Written by: Elissa Blattman, Administrative Assistant, DAR Museum
October 9, 2015

Have you ever wondered what goes on behind the scenes when installing an exhibition?  I documented the installation process for Remembering the American Revolution 1776-1890, which opens today.

Remembering the American Revolution is full of objects people saved to keep alive the memory of the fight for independence.  To match the patriotic theme of the exhibit, we painted the walls of the Main Gallery blue, and object and label stands red.

The early stages of exhibit building consist of a lot of painting, drilling, and measuring.  During this time, we also finished putting away our last exhibit. Eye on Elegance: Early Quilts of Maryland and Virginia had thirty-six quilts on display that all needed to return to storage. Before doing that, each quilt had to be cleaned to remove any dust or impurities.  To accomplish this, registrars vacuumed the front and back of each quilt using a protective screen, which could take up to an hour per quilt, depending on its size.

Once everything in the Main Gallery had been painted, it was time to start putting displays together so they were ready to house objects.  Museum Attendant Maria Franco cleaned all of the cases so they were ready to receive objects. The DAR Museum collaborated with Pat Chester of Chester Design Associates, who designed the exhibit and made layouts detailing the overall exhibition, as well as each individual section, specifying where objects, stands, and labels should go.  These layouts assist Museum Preparator Leo Sylvester in putting together the displays and creating object mounts. 

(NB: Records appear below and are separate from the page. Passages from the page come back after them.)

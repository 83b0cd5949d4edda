//! Orchestrator configuration.

use serde::{Deserialize, Serialize};

/// Controls how a run dispatches unit evaluations.
#[derive(Debug, Clone, Serialize, Deserialize)]
pub struct EngineConfig {
    /// Enable parallel dispatch (requires the `parallel` feature).
    pub parallel: bool,

    /// Minimum selected-unit count to trigger parallel dispatch.
    /// Below this, sequential evaluation is faster than thread overhead.
    pub parallel_threshold: usize,
}

impl Default for EngineConfig {
    fn default() -> Self {
        Self {
            parallel: true,
            parallel_threshold: 32,
        }
    }
}

impl EngineConfig {
    /// Creates a config with default settings.
    #[must_use]
    pub fn new() -> Self {
        Self::default()
    }

    /// Creates a config that always evaluates sequentially.
    #[must_use]
    pub fn sequential() -> Self {
        Self {
            parallel: false,
            ..Self::default()
        }
    }

    /// Sets whether to use parallel dispatch.
    #[must_use]
    pub fn with_parallel(mut self, enabled: bool) -> Self {
        self.parallel = enabled;
        self
    }

    /// Sets the parallel dispatch threshold.
    #[must_use]
    pub fn with_threshold(mut self, threshold: usize) -> Self {
        self.parallel_threshold = threshold;
        self
    }

    /// True when a batch of `count` units should be dispatched in parallel.
    #[must_use]
    pub fn should_parallelize(&self, count: usize) -> bool {
        cfg!(feature = "parallel") && self.parallel && count >= self.parallel_threshold
    }
}

#[cfg(test)]
mod tests {
    use super::*;

    #[test]
    fn test_default() {
        let config = EngineConfig::default();
        assert!(config.parallel);
        assert_eq!(config.parallel_threshold, 32);
    }

    #[test]
    fn test_sequential_never_parallelizes() {
        let config = EngineConfig::sequential();
        assert!(!config.should_parallelize(10_000));
    }

    #[test]
    fn test_threshold() {
        let config = EngineConfig::new().with_threshold(10);
        #[cfg(feature = "parallel")]
        {
            assert!(!config.should_parallelize(5));
            assert!(config.should_parallelize(10));
        }
        #[cfg(not(feature = "parallel"))]
        assert!(!config.should_parallelize(100));
    }
}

My personal favorite section in the exhibit is one where the Centennial celebration flag hangs.  It was exciting to watch Collections Manager Anne Ruta, Associate Registrar/Assistant Curator Carrie Blough, and Leo take the flag out of its storage box, hang it, and get the lighting just right.

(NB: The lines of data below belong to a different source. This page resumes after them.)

//! Catalog-wide integrity checks over the unit registry.

use rust_decimal_macros::dec;
use std::collections::HashSet;
use tahlil_analytics::{registry, ComputeInput};
use tahlil_core::prelude::*;

/// A statement with every line item populated, so any unit can compute.
///
/// Figures scale up each year so growth, trend and PEG units see nonzero
/// rates; uniform scaling keeps the lines internally consistent.
fn full_statement(year: i32) -> Statement {
    let factor = dec!(1) + rust_decimal::Decimal::from(year - 2021) * dec!(0.06);
    let m = |amount: rust_decimal::Decimal| Some(amount * factor);
    Statement::new(year, Currency::SAR)
        .with_income_statement(IncomeStatement {
            revenue: m(dec!(400_000)),
            cost_of_revenue: m(dec!(240_000)),
            gross_profit: m(dec!(160_000)),
            operating_expenses: m(dec!(100_000)),
            selling_general_administrative: m(dec!(60_000)),
            research_development: m(dec!(15_000)),
            depreciation_amortization: m(dec!(12_000)),
            operating_income: m(dec!(60_000)),
            interest_expense: m(dec!(8_000)),
            other_income_expense: m(dec!(1_000)),
            income_before_tax: m(dec!(53_000)),
            income_tax: m(dec!(13_250)),
            net_income: m(dec!(39_750)),
            earnings_per_share: m(dec!(3.975)),
            shares: Some(dec!(10_000)),
        })
        .with_balance_sheet(BalanceSheet {
            cash: m(dec!(50_000)),
            marketable_securities: m(dec!(10_000)),
            accounts_receivable: m(dec!(40_000)),
            inventory: m(dec!(60_000)),
            prepaid_expenses: m(dec!(5_000)),
            current_assets: m(dec!(200_000)),
            property_plant_equipment: m(dec!(300_000)),
            accumulated_depreciation: m(dec!(60_000)),
            intangible_assets: m(dec!(30_000)),
            goodwill: m(dec!(20_000)),
            long_term_investments: m(dec!(10_000)),
            non_current_assets: m(dec!(300_000)),
            total_assets: m(dec!(500_000)),
            accounts_payable: m(dec!(30_000)),
            short_term_debt: m(dec!(20_000)),
            current_portion_long_term_debt: m(dec!(10_000)),
            accrued_liabilities: m(dec!(15_000)),
            deferred_revenue: m(dec!(10_000)),
            current_liabilities: m(dec!(100_000)),
            long_term_debt: m(dec!(100_000)),
            non_current_liabilities: m(dec!(150_000)),
            total_liabilities: m(dec!(250_000)),
            shareholders_equity: m(dec!(250_000)),
            retained_earnings: m(dec!(120_000)),
            minority_interest: Some(dec!(0)),
        })
        .with_cash_flow(CashFlowStatement {
            operating_cash_flow: m(dec!(55_000)),
            investing_cash_flow: m(dec!(-25_000)),
            financing_cash_flow: m(dec!(-20_000)),
            capital_expenditures: m(dec!(20_000)),
            free_cash_flow: m(dec!(35_000)),
            dividends_paid: m(dec!(15_000)),
            debt_issuance: m(dec!(5_000)),
            debt_repayment: m(dec!(10_000)),
            stock_repurchased: m(dec!(2_000)),
        })
        .with_market(MarketSnapshot {
            market_cap: m(dec!(600_000)),
            share_price: m(dec!(60)),
        })
}

fn rich_series() -> StatementSeries {
    // Four periods so trend and CAGR units can compute.
    StatementSeries::from_statements(
        "ACME",
        (2021..=2024).map(full_statement).collect::<Vec<_>>(),
    )
    .unwrap()
}

#[test]
fn ids_are_unique_and_snake_case() {
    let mut seen = HashSet::new();
    for unit in registry().all() {
        let id = unit.id();
        assert!(seen.insert(id), "duplicate unit id {id}");
        assert!(
            id.chars().all(|c| c.is_ascii_lowercase() || c.is_ascii_digit() || c == '_'),
            "id {id} is not snake_case"
        );
    }
}

#[test]
fn every_category_is_represented() {
    let categories: HashSet<Category> = registry()
        .all()
        .iter()
        .map(|u| u.descriptor().category)
        .collect();
    for category in Category::ALL {
        assert!(categories.contains(&category), "no units in {category}");
    }
}

#[test]
fn every_tier_is_represented() {
    for tier in [Tier::Basic, Tier::Applied, Tier::Advanced, Tier::AiAssisted] {
        assert!(
            !registry().filter(Some(tier), None).is_empty(),
            "no units in tier {tier:?}"
        );
    }
}

#[test]
fn catalog_holds_the_full_analysis_suite() {
    // The catalog carries the complete ratio suite plus structural, flow,
    // comparative and modeling sets.
    assert!(registry().len() >= 140, "catalog shrank to {}", registry().len());
}

#[test]
fn every_unit_declares_required_fields() {
    for unit in registry().all() {
        assert!(
            !unit.descriptor().required_fields.is_empty(),
            "{} declares no required fields",
            unit.id()
        );
    }
}

#[test]
fn names_are_bilingual() {
    for unit in registry().all() {
        let name = &unit.descriptor().name;
        assert!(!name.en.is_empty(), "{} missing English name", unit.id());
        assert!(!name.ar.is_empty(), "{} missing Arabic name", unit.id());
    }
}

#[test]
fn full_statement_computes_most_of_the_catalog() {
    let series = rich_series();
    let context = CompanyContext::new("ACME", Sector::Industrial).with_peers(vec![
        PeerRecord::new("P1")
            .with_value("return_on_equity", dec!(12))
            .with_value("current_ratio", dec!(1.8)),
        PeerRecord::new("P2")
            .with_value("return_on_equity", dec!(18))
            .with_value("current_ratio", dec!(2.2)),
    ]);
    let input = ComputeInput::latest(&series, &context).unwrap();

    let mut not_computable = Vec::new();
    for unit in registry().all() {
        match unit.compute(&input) {
            Outcome::Value(_) => {}
            Outcome::NotComputable(reason) => not_computable.push((unit.id(), reason)),
        }
    }
    // A fully populated statement with history and peers should compute
    // every catalogued unit.
    assert!(
        not_computable.is_empty(),
        "units not computable on full data: {not_computable:?}"
    );
}

#[test]
fn no_unit_ever_panics_on_sparse_data() {
    // A statement with only a couple of fields: every unit must resolve to
    // Value or NotComputable, never panic.
    let statement = Statement::new(2024, Currency::SAR).with_balance_sheet(BalanceSheet {
        cash: Some(dec!(1)),
        total_assets: Some(dec!(0)),
        ..BalanceSheet::default()
    });
    let series = StatementSeries::from_statements("ACME", vec![statement]).unwrap();
    let context = CompanyContext::new("ACME", Sector::Industrial);
    let input = ComputeInput::latest(&series, &context).unwrap();

    for unit in registry().all() {
        let _ = unit.compute(&input);
    }
}

#[test]
fn zero_denominators_never_leak_infinity() {
    // Everything zero: any unit that computes must produce a finite value,
    // everything else resolves to a reason.
    let mut statement = full_statement(2024);
    statement.balance.current_liabilities = Some(dec!(0));
    statement.balance.total_assets = Some(dec!(0));
    statement.income.revenue = Some(dec!(0));
    let series = StatementSeries::from_statements("ACME", vec![statement]).unwrap();
    let context = CompanyContext::new("ACME", Sector::Industrial);
    let input = ComputeInput::latest(&series, &context).unwrap();

    for unit in registry().all() {
        if let Outcome::Value(value) = unit.compute(&input) {
            // Decimal has no NaN/Infinity; reaching here is itself the
            // guarantee. Exercise the scalar projection for good measure.
            let _ = value.scalar();
        }
    }
}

Among other objects in Remembering the American Revolution are the spinning wheel that was the model for the NSDAR insignia, the first speech by a first lady, a sofa owned by a signer of the Declaration of Independence, and a copy of the famous “Rising Sun” chair from Philadelphia’s Independence Hall. 

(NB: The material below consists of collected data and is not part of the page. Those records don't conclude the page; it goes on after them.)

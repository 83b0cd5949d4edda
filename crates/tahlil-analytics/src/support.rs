//! Shared arithmetic helpers enforcing the numeric policy.
//!
//! Every division goes through [`div`], so a zero or overflowing denominator
//! always resolves to `NotComputable(DivisionByZero)` and `NaN`/`Infinity`
//! can never appear in a result. Percentage changes against a zero prior use
//! the from-zero sentinel instead of an undefined rate.

use rust_decimal::Decimal;
use rust_decimal_macros::dec;
use tahlil_core::types::{AnalysisValue, Reason};

/// Result of one formula evaluation.
pub type CalcResult = Result<AnalysisValue, Reason>;

/// Days in the analysis year, as used by turnover-to-days conversions.
pub const DAYS_PER_YEAR: Decimal = dec!(365);

/// Checked division.
pub fn div(numerator: Decimal, denominator: Decimal) -> Result<Decimal, Reason> {
    if denominator.is_zero() {
        return Err(Reason::DivisionByZero);
    }
    numerator
        .checked_div(denominator)
        .ok_or(Reason::DivisionByZero)
}

/// A dimensionless multiple.
pub fn ratio(numerator: Decimal, denominator: Decimal) -> CalcResult {
    div(numerator, denominator).map(AnalysisValue::Ratio)
}

/// A percentage: numerator over denominator, times 100.
pub fn percent(numerator: Decimal, denominator: Decimal) -> CalcResult {
    div(numerator, denominator).map(|v| AnalysisValue::Percent(v * dec!(100)))
}

/// Days outstanding: balance times 365 over the annual flow.
pub fn days_outstanding(balance: Decimal, annual_flow: Decimal) -> CalcResult {
    div(balance * DAYS_PER_YEAR, annual_flow).map(AnalysisValue::Days)
}

/// Year-over-year percentage change with from-zero sentinel semantics.
///
/// - prior 0, current > 0: the `100%-from-zero` flag
/// - prior 0, current 0: 0%
/// - prior 0, current < 0: not computable (no meaningful base)
/// - otherwise: `(current - prior) / |prior| * 100`
pub fn pct_change(prior: Decimal, current: Decimal) -> CalcResult {
    if prior.is_zero() {
        return if current.is_zero() {
            Ok(AnalysisValue::Percent(Decimal::ZERO))
        } else if current > Decimal::ZERO {
            Ok(AnalysisValue::GrowthFromZero)
        } else {
            Err(Reason::DivisionByZero)
        };
    }
    div(current - prior, prior.abs()).map(|v| AnalysisValue::Percent(v * dec!(100)))
}

/// Compound annual growth rate over `years` periods, in percent.
///
/// Falls back to not-computable when the endpoints do not admit a real root
/// (non-positive start or end).
pub fn cagr(start: Decimal, end: Decimal, years: u32) -> CalcResult {
    use rust_decimal::prelude::{FromPrimitive, ToPrimitive};

    if years == 0 || start <= Decimal::ZERO || end <= Decimal::ZERO {
        return Err(Reason::DivisionByZero);
    }
    // Growth-rate root, not a monetary aggregation; computed through f64.
    let growth = (end.to_f64().unwrap_or(0.0) / start.to_f64().unwrap_or(1.0))
        .powf(1.0 / f64::from(years))
        - 1.0;
    Decimal::from_f64(growth * 100.0)
        .map(AnalysisValue::Percent)
        .ok_or(Reason::DivisionByZero)
}

/// Clamps a component score into `0..=cap` for composite indices.
pub fn component_score(value: Decimal, target: Decimal, cap: Decimal) -> Decimal {
    if target.is_zero() {
        return Decimal::ZERO;
    }
    let score = value / target * cap;
    score.clamp(Decimal::ZERO, cap)
}

#[cfg(test)]
mod tests {
    use super::*;

    #[test]
    fn test_div_by_zero() {
        assert_eq!(div(dec!(1), Decimal::ZERO), Err(Reason::DivisionByZero));
        assert_eq!(div(dec!(10), dec!(4)), Ok(dec!(2.5)));
    }

    #[test]
    fn test_pct_change_spec_cases() {
        // prior=0, current=150 => flagged from zero
        assert_eq!(pct_change(dec!(0), dec!(150)), Ok(AnalysisValue::GrowthFromZero));
        // prior=150, current=0 => -100%
        assert_eq!(
            pct_change(dec!(150), dec!(0)),
            Ok(AnalysisValue::Percent(dec!(-100)))
        );
        // prior=100, current=120 => +20%
        assert_eq!(
            pct_change(dec!(100), dec!(120)),
            Ok(AnalysisValue::Percent(dec!(20)))
        );
    }

    #[test]
    fn test_pct_change_zero_to_zero() {
        assert_eq!(
            pct_change(Decimal::ZERO, Decimal::ZERO),
            Ok(AnalysisValue::Percent(Decimal::ZERO))
        );
    }

    #[test]
    fn test_pct_change_negative_base_uses_magnitude() {
        // Loss narrowing from -200 to -100 is a +50% improvement.
        assert_eq!(
            pct_change(dec!(-200), dec!(-100)),
            Ok(AnalysisValue::Percent(dec!(50)))
        );
    }

    #[test]
    fn test_cagr() {
        // 100 -> 121 over 2 years is 10% a year.
        use rust_decimal::prelude::ToPrimitive;
        match cagr(dec!(100), dec!(121), 2) {
            Ok(AnalysisValue::Percent(p)) => {
                let p = p.to_f64().unwrap();
                assert!((p - 10.0).abs() < 1e-9);
            }
            other => panic!("unexpected {other:?}"),
        }
    }

    #[test]
    fn test_component_score_clamps() {
        assert_eq!(component_score(dec!(4), dec!(2), dec!(25)), dec!(25));
        assert_eq!(component_score(dec!(1), dec!(2), dec!(25)), dec!(12.5));
        assert_eq!(component_score(dec!(-1), dec!(2), dec!(25)), Decimal::ZERO);
    }
}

A main responsibility of the registrarial team is to ensure objects are displayed under proper conditions so they can continue to be enjoyed by future generations.  Here, Carrie tests the number of foot-candles on a handkerchief bearing the image of George Washington with a light meter.  A foot candle is the light produced by one candle within one square foot of distance.  Each object has a certain foot-candle limit, and if the number is too high, the light could damage the object.